Design: Fourteen cases of small biopsies (n=11) and fine needle aspiration specimens (n=3) of NETL, including 5 typical carcinoids (TCs), 1 atypical carcinoid (AC), 2 LCNECs and 5 SCLCs, were immunohistochemically studied using a monoclonal antibody against IMP3 (Dako) and a monoclonal antibody against EZH2 (Leica). The majority of these diagnoses were confirmed on resection. Cytoplasmic staining was considered positive for IMP3 and nuclear staining was considered positive for EZH2. The percentage of positively stained tumor cells was recorded and the staining intensity was graded as weak, moderate, or strong. A p value of <0.05, as determined by two-tailed Fisher exact test, was considered statistically significant.
Results: Immunohistochemical studies showed strong and diffuse EZH2 and IMP3 staining in all 2 LCNECs and 5 SCLCs. Among them, 4 cases had severe crush artifact. Conversely, there was no EZH2 staining in all 5 TCs and the 1 AC. There was weak IMP3 staining in 30% of tumor cells in 1 (20%) of 5 TCs. There was no IMP3 staining in the 1 AC case. EZH2 and IMP3 expression was significantly higher (p<0.01) in high grade neuroendocrine carcinoma than carcinoids (100%, n=7 and 100%, n=7 versus 0%, n=6 and 17%, n=6, respectively).

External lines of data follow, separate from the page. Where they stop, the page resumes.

//! Shared wire/data-model types for the sync core: request/response
//! envelopes, query and CRDT parameter structs, node/cert ids, the clock
//! abstraction, and the service event enum.

pub mod clock;
pub mod crdt;
pub mod events;
pub mod ids;
pub mod node;
pub mod offload;
pub mod query;
pub mod request;

#[cfg(test)]
mod tests;

pub use clock::{Clock, SystemClock, TimeFreeze};
pub use crdt::{CrdtChange, CrdtResult, FetchCRDT};
pub use events::ServiceEvent;
pub use ids::{MsgId, NodeId1, PublicKey};
pub use node::{NodeFlags, NodeImage, NodeProps, ANNOTATION_EDIT, ANNOTATION_REACTION};
pub use offload::SignatureOffloader;
pub use query::{AllowEmbed, Cmp, FetchQuery, FetchQueryFlags, Filter, FilterValue, LimitField, Match};
pub use request::{
    FetchRequest,
    FetchResponse,
    FetchResult,
    GenericMessageRequest,
    GenericMessageResponse,
    Opcode,
    ReadBlobRequest,
    ReadBlobResponse,
    RequestEnvelope,
    Status,
    StoreRequest,
    StoreResponse,
    UnsubscribeRequest,
    UnsubscribeResponse,
    WriteBlobRequest,
    WriteBlobResponse,
};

Conclusions: Our study demonstrates the usefulness of immunohistochemical detection of EZH2 and IMP3 in aiding in the discrimination of high grade neuroendocrine carcinoma from carcinoids in small biopsies and fine needle aspirations specimens of the lung which may have limited diagnostic material present or which may have a severe crush artifact.